The 9th International Conference on Screening for Lung Cancer
Friday, October 24, 2003 to Saturday, October 25, 2003
University of Miami, Jackson Memorial Hospital
Agenda: 9th Conference Agenda
The broadest mission of these Conferences is the collective pursuit of avant-garde understanding of the issues surrounding screening for lung cancer, the broadest subissues being early diagnosis and early intervention. Any given Conference focuses on issues that are particularly topical at the time.
As always, the Conference will provide an update on research, practice of screening for lung cancer and updates of the I-ELCAP protocols and results. The Eighth Conference focused on the potential treatment alternatives for various subtypes of screen-diagnosed cancers. This Ninth Conference will focus on questions of overdiagnosis, staging of small, early lung cancers and ancillary findings of other smoking-related diseases in the context of CT screening for lung cancer.
This conference first reviewed interim progress in the International Early Lung Cancer Action Program (I-ELCAP) consortium towards its two broad missions — to advance policy-relevant research on early diagnosis of lung cancer and to translate up-to-date understandings into guidelines for practice. Updates of the protocol and the ELCAP Management System were presented. The methodology for pooling the data from the I-ELCAP institutions was detailed and some of the latest results were presented. The latter focused on preliminary results on behavioral questions and on the smoking cessation achieved within the CT screening programs. The conference then proceeded to address issues of overdiagnosis, staging, screening post diagnosis of cancer, ancillary findings in the context of screening, and treatment of screen-diagnosed cancers.

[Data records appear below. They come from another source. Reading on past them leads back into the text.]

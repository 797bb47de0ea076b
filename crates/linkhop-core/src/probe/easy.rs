//! HEAD probe over libcurl's easy interface.

use curl::easy::{Easy, HttpVersion};
use url::Url;

use super::{ProbeResponse, Transport, TransportSettings};
use crate::error::{CurlStage, ResolveError};

/// Rich-client transport. Redirects are never followed by curl itself.
#[derive(Debug, Clone)]
pub struct CurlTransport {
    settings: TransportSettings,
}

impl CurlTransport {
    pub fn new(settings: TransportSettings) -> Self {
        Self { settings }
    }

    fn configure(&self, easy: &mut Easy, url: &Url) -> Result<(), curl::Error> {
        easy.url(url.as_str())?;
        easy.nobody(true)?; // HEAD request
        easy.follow_location(false)?;
        easy.http_version(HttpVersion::V11)?;
        easy.connect_timeout(self.settings.connect_timeout)?;
        easy.timeout(self.settings.timeout)?;
        if let Some(ua) = &self.settings.user_agent {
            easy.useragent(ua)?;
        }
        Ok(())
    }
}

impl Transport for CurlTransport {
    fn name(&self) -> &'static str {
        "curl"
    }

    /// Runs in the current thread; call from `spawn_blocking` if used from async code.
    fn probe(&self, url: &Url) -> Result<ProbeResponse, ResolveError> {
        let timeout = self.settings.timeout;
        let mut raw: Vec<u8> = Vec::new();

        let mut easy = Easy::new();
        self.configure(&mut easy, url)
            .map_err(|e| ResolveError::from_curl(url.as_str(), &e, CurlStage::Setup, timeout))?;
        let transfer_err =
            |e: curl::Error| ResolveError::from_curl(url.as_str(), &e, CurlStage::Transfer, timeout);

        {
            let mut transfer = easy.transfer();
            transfer
                .header_function(|data| {
                    raw.extend_from_slice(data);
                    true
                })
                .map_err(transfer_err)?;
            transfer.perform().map_err(transfer_err)?;
        }

        let text = String::from_utf8_lossy(&raw).into_owned();
        let response = ProbeResponse::from_raw(text)
            .map_err(|e| ResolveError::malformed(url.as_str(), e.to_string()))?;
        tracing::debug!(url = %url, status = response.status, "curl HEAD probe");
        Ok(response)
    }
}
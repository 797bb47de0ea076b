//! Turn a raw `Location` value into the next URL of the chain.

use url::Url;

use super::check_probeable;
use crate::error::ResolveError;

/// Resolve `location` (as received from `base`) into the next hop.
///
/// Returns the text to carry forward together with its parsed form. Absolute
/// targets keep their verbatim text; relative ones are joined against `base`
/// when `resolve_relative` is set and rejected otherwise.
pub fn redirect_target(
    base: &Url,
    location: &str,
    resolve_relative: bool,
) -> Result<(String, Url), ResolveError> {
    let (text, url) = match Url::parse(location) {
        Ok(url) => (location.to_string(), url),
        Err(url::ParseError::RelativeUrlWithoutBase) if resolve_relative => {
            let joined = base.join(location).map_err(|e| {
                ResolveError::malformed(base.as_str(), format!("bad Location {:?}: {}", location, e))
            })?;
            (joined.to_string(), joined)
        }
        Err(url::ParseError::RelativeUrlWithoutBase) => {
            return Err(ResolveError::malformed(
                base.as_str(),
                format!("relative Location {:?} not allowed", location),
            ));
        }
        Err(e) => {
            return Err(ResolveError::malformed(
                base.as_str(),
                format!("bad Location {:?}: {}", location, e),
            ));
        }
    };

    check_probeable(&url).map_err(|reason| {
        ResolveError::malformed(base.as_str(), format!("Location {:?}: {}", location, reason))
    })?;
    Ok((text, url))
}
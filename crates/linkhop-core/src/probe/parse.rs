//! Parse the raw header block returned by a HEAD probe.

use thiserror::Error;

/// Literal, case-sensitive marker that introduces a redirect target.
pub const LOCATION_MARKER: &str = "Location: ";

/// Why a header block could not be interpreted.
#[derive(Debug, Clone, PartialEq, Eq, Error)]
pub enum HeaderParseError {
    #[error("empty response")]
    Empty,
    #[error("bad status line {0:?}")]
    BadStatusLine(String),
    #[error("Location header is not terminated by CRLF")]
    UnterminatedLocation,
}

/// Parse the status code out of the first line (`HTTP/<version> <code> ...`).
pub fn parse_status_line(raw: &str) -> Result<u16, HeaderParseError> {
    let line = raw.split("\r\n").next().unwrap_or("");
    if line.trim().is_empty() {
        return Err(HeaderParseError::Empty);
    }
    let bad = || HeaderParseError::BadStatusLine(line.to_string());

    let mut parts = line.splitn(3, ' ');
    let version = parts.next().ok_or_else(bad)?;
    if !version.starts_with("HTTP/") {
        return Err(bad());
    }
    let code = parts.next().ok_or_else(bad)?;
    if code.len() != 3 || !code.bytes().all(|b| b.is_ascii_digit()) {
        return Err(bad());
    }
    code.parse::<u16>().map_err(|_| bad())
}

/// Extract the redirect target from raw response text.
///
/// Returns `Ok(None)` when there is no `Location: ` marker or its value is
/// empty. The value runs from just after the marker up to the next CRLF and
/// is returned verbatim.
pub fn extract_location(raw: &str) -> Result<Option<&str>, HeaderParseError> {
    let start = match raw.find(LOCATION_MARKER) {
        Some(pos) => pos + LOCATION_MARKER.len(),
        None => return Ok(None),
    };
    let rest = &raw[start..];
    let end = rest
        .find("\r\n")
        .ok_or(HeaderParseError::UnterminatedLocation)?;
    let value = &rest[..end];
    if value.is_empty() {
        Ok(None)
    } else {
        Ok(Some(value))
    }
}
//! Per-resolution state and trace types.

use serde::Serialize;
use url::Url;

/// Mutable state of one resolution. Owned by a single `resolve` call.
#[derive(Debug, Clone)]
pub struct ResolutionState {
    /// URL being probed, verbatim as given or received.
    pub current_url: String,
    /// Parsed form of `current_url`; always an absolute http(s) URL.
    pub parsed: Url,
    pub redirect_count: u32,
}

impl ResolutionState {
    pub fn new(seed: &str, parsed: Url) -> Self {
        Self {
            current_url: seed.to_string(),
            parsed,
            redirect_count: 0,
        }
    }

    /// Move to the next hop.
    pub fn advance(&mut self, text: String, parsed: Url) {
        self.current_url = text;
        self.parsed = parsed;
        self.redirect_count += 1;
    }
}

/// One followed redirect.
#[derive(Debug, Clone, Serialize)]
pub struct Hop {
    pub from: String,
    pub status: u16,
    /// `Location` value exactly as received.
    pub location: String,
    pub to: String,
}

/// Result of a traced resolution.
#[derive(Debug, Clone, Serialize)]
pub struct Resolution {
    pub seed: String,
    /// Canonical URL.
    pub url: String,
    pub redirect_count: u32,
    pub hops: Vec<Hop>,
}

The discussion on overdiagnosis brought out that this term is used in reference to two very different concepts. One of the concepts is diagnosis (rule-in) of a case of cancer when the lesion actually is benign. The other concept is that of diagnosing actual cancer which, even without treatment, will not be fatal because the person will die of some other cause. The importance of distinguishing between these two concepts and the need to consider both was highlighted, while the concept of ‘indolent cancer’ was taken to be a contradiction in terms. The frequency of diagnosing benign lesions as cancers needs to be estimated — from follow-up experience — for different subtypes of lung cancer diagnosis; and indications for screening need to be defined with a view to prospects for succumbing to other (‘competing’) causes of death.

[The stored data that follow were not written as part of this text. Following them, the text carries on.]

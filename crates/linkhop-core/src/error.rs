//! Resolution error type and its classification.
//!
//! Every failure of a resolution is terminal: nothing here is retried
//! internally. Callers that want retries look at [`ResolveError::kind`].

use std::io;
use std::time::Duration;
use thiserror::Error;

/// High-level classification of a resolution failure.
#[derive(Debug, Clone, Copy, PartialEq, Eq)]
pub enum ErrorKind {
    /// The seed (or a URL handed to a transport) is not a usable absolute http(s) URL.
    InvalidUrl,
    /// Host unreachable: DNS failure, connection refused, socket error.
    ConnectionFailure,
    /// The response has no parseable status/header block.
    MalformedResponse,
    /// More redirects than the configured hop bound.
    InfiniteRedirect,
    /// A probe did not complete within its timeout.
    Timeout,
}

/// Error returned by a probe or by the redirect loop.
#[derive(Debug, Error)]
pub enum ResolveError {
    #[error("invalid URL {url:?}: {reason}")]
    InvalidUrl { url: String, reason: String },

    #[error("connection to {url} failed: {message}")]
    ConnectionFailure { url: String, message: String },

    #[error("malformed response from {url}: {reason}")]
    MalformedResponse { url: String, reason: String },

    #[error("gave up after {max_hops} redirects starting at {seed} (next hop: {next})")]
    InfiniteRedirect {
        seed: String,
        next: String,
        max_hops: u32,
    },

    #[error("probe of {url} timed out after {after:?}")]
    Timeout { url: String, after: Duration },
}

impl ResolveError {
    pub fn kind(&self) -> ErrorKind {
        match self {
            ResolveError::InvalidUrl { .. } => ErrorKind::InvalidUrl,
            ResolveError::ConnectionFailure { .. } => ErrorKind::ConnectionFailure,
            ResolveError::MalformedResponse { .. } => ErrorKind::MalformedResponse,
            ResolveError::InfiniteRedirect { .. } => ErrorKind::InfiniteRedirect,
            ResolveError::Timeout { .. } => ErrorKind::Timeout,
        }
    }

    pub(crate) fn invalid_url(url: impl Into<String>, reason: impl Into<String>) -> Self {
        ResolveError::InvalidUrl {
            url: url.into(),
            reason: reason.into(),
        }
    }

    pub(crate) fn malformed(url: impl Into<String>, reason: impl Into<String>) -> Self {
        ResolveError::MalformedResponse {
            url: url.into(),
            reason: reason.into(),
        }
    }

    pub(crate) fn connection(url: impl Into<String>, message: impl ToString) -> Self {
        ResolveError::ConnectionFailure {
            url: url.into(),
            message: message.to_string(),
        }
    }

    /// Map a curl failure for `url` onto the taxonomy.
    pub(crate) fn from_curl(
        url: &str,
        e: &curl::Error,
        stage: CurlStage,
        timeout: Duration,
    ) -> Self {
        match classify_curl_error(e, stage) {
            ErrorKind::Timeout => ResolveError::Timeout {
                url: url.to_string(),
                after: timeout,
            },
            ErrorKind::MalformedResponse => ResolveError::malformed(url, e.description()),
            ErrorKind::InvalidUrl => ResolveError::invalid_url(url, e.description()),
            _ => ResolveError::connection(url, e),
        }
    }

    /// Map a socket I/O failure for `url` onto the taxonomy.
    pub(crate) fn from_io(url: &str, e: &io::Error, timeout: Duration) -> Self {
        match classify_io_error(e) {
            ErrorKind::Timeout => ResolveError::Timeout {
                url: url.to_string(),
                after: timeout,
            },
            _ => ResolveError::connection(url, e),
        }
    }
}

/// Where a curl error came from: building the handle or running the transfer.
#[derive(Debug, Clone, Copy, PartialEq, Eq)]
pub enum CurlStage {
    Setup,
    Transfer,
}

/// Classify a curl error.
///
/// During setup, a bad or unsupported URL is the caller's input. During the
/// transfer, `CURLE_UNSUPPORTED_PROTOCOL` means libcurl refused what the
/// server sent back (e.g. an HTTP/0.9 or non-HTTP reply).
pub fn classify_curl_error(e: &curl::Error, stage: CurlStage) -> ErrorKind {
    if e.is_operation_timedout() {
        return ErrorKind::Timeout;
    }
    if e.code() == curl_sys::CURLE_FTP_WEIRD_SERVER_REPLY {
        return ErrorKind::MalformedResponse;
    }
    match stage {
        CurlStage::Setup if e.is_url_malformed() || e.is_unsupported_protocol() => {
            ErrorKind::InvalidUrl
        }
        CurlStage::Transfer if e.is_unsupported_protocol() => ErrorKind::MalformedResponse,
        _ => ErrorKind::ConnectionFailure,
    }
}

/// Classify a socket I/O error. Read timeouts surface as `WouldBlock` on some platforms.
pub fn classify_io_error(e: &io::Error) -> ErrorKind {
    match e.kind() {
        io::ErrorKind::TimedOut | io::ErrorKind::WouldBlock => ErrorKind::Timeout,
        _ => ErrorKind::ConnectionFailure,
    }
}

Based on an extensive review by the Expert Pathology Panel, problems with the current staging criteria were identified. They concerned, in the main, cases of multiple malignant lesions, and particularly when there is no lymph node involvement; and staging was seen to be critical to the choice of treatment (surgery vs. chemotherapy). If the cell-types of the lesions are the same, the T status currently is supposed to be changed from T1 or T2 to either T4 or M1 according to whether the lesions are in the same or in different lobes, while if the cell-types are different, the lesions currenlty are to be classified as separate primaries. But as adenocarcinoma is a very frequent cell-type, the likelihood of finding the same cell-type is high even with separate primaries. No resolution of this staging problem was presented, but members of the Expert Pathology Panel recommended that these be treated as Stage I cases until long-term follow-up is available for new staging criteria to be developed.

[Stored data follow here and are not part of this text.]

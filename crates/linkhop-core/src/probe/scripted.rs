//! Canned transport for tests: answers each URL with a fixed header block.

use std::collections::HashMap;
use std::sync::Mutex;
use url::Url;

use super::{ProbeResponse, Transport};
use crate::error::ResolveError;

/// Transport that replays scripted responses keyed by URL and records every probe.
/// Unknown URLs fail with a connection error.
#[derive(Debug, Default)]
pub struct ScriptedTransport {
    responses: HashMap<String, String>,
    calls: Mutex<Vec<String>>,
}

fn key(url: &str) -> String {
    Url::parse(url)
        .map(|u| u.to_string())
        .unwrap_or_else(|_| url.to_string())
}

impl ScriptedTransport {
    pub fn new() -> Self {
        Self::default()
    }

    /// `from` answers `status` with `Location: to`.
    pub fn redirect(self, from: &str, status: u16, to: &str) -> Self {
        let raw = format!(
            "HTTP/1.1 {} Redirect\r\nLocation: {}\r\nContent-Length: 0\r\n\r\n",
            status, to
        );
        self.raw(from, &raw)
    }

    /// `url` answers 200 with no `Location`.
    pub fn terminal(self, url: &str) -> Self {
        self.raw(url, "HTTP/1.1 200 OK\r\nContent-Length: 0\r\n\r\n")
    }

    /// `url` answers with exactly `raw`.
    pub fn raw(mut self, url: &str, raw: &str) -> Self {
        self.responses.insert(key(url), raw.to_string());
        self
    }

    /// URLs probed so far, in order.
    pub fn calls(&self) -> Vec<String> {
        self.calls
            .lock()
            .unwrap_or_else(|poisoned| poisoned.into_inner())
            .clone()
    }
}

impl Transport for ScriptedTransport {
    fn name(&self) -> &'static str {
        "scripted"
    }

    fn probe(&self, url: &Url) -> Result<ProbeResponse, ResolveError> {
        self.calls
            .lock()
            .unwrap_or_else(|poisoned| poisoned.into_inner())
            .push(url.to_string());
        let raw = self
            .responses
            .get(url.as_str())
            .ok_or_else(|| ResolveError::connection(url.as_str(), "no scripted response"))?;
        ProbeResponse::from_raw(raw.clone())
            .map_err(|e| ResolveError::malformed(url.as_str(), e.to_string()))
    }
}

CT screening following diagnosis of lung cancer was discussed as a matter of acting on a particularly high-risk indication for the screening. The I-ELCAP protocol does call for continuing the screening in the usual manner and documentation of it in the ELCAP Management System. Several groups within the I-ELCAP consortium are concerned with possible refinements of the follow-up protocols.
CT screening for lung cancer leads to findings of coronary, mediastinal and abdominal abnormalities. Management of these findings require further development of the protocol. A summary of the mediastinal abnormalities in more than 9000 screenees was presented, showing detection of asymptomatic thymomas in about 1%. Some progressed and others regressed. Appropriate treatment and follow-up of such cases was debated.
As the final topic, new treatments for Stage I screen-diagnosed lung cancers were discussed. It was decided that at the next conference there should further development of research protocols, and that treatment studies would ideally be done in collaboration with existing external groups.
The miscellaneous scientific presentations on the second day stimulated much discussion and continued to highlight many important points. These sessions were, again, affirmed as an important part of the conferences.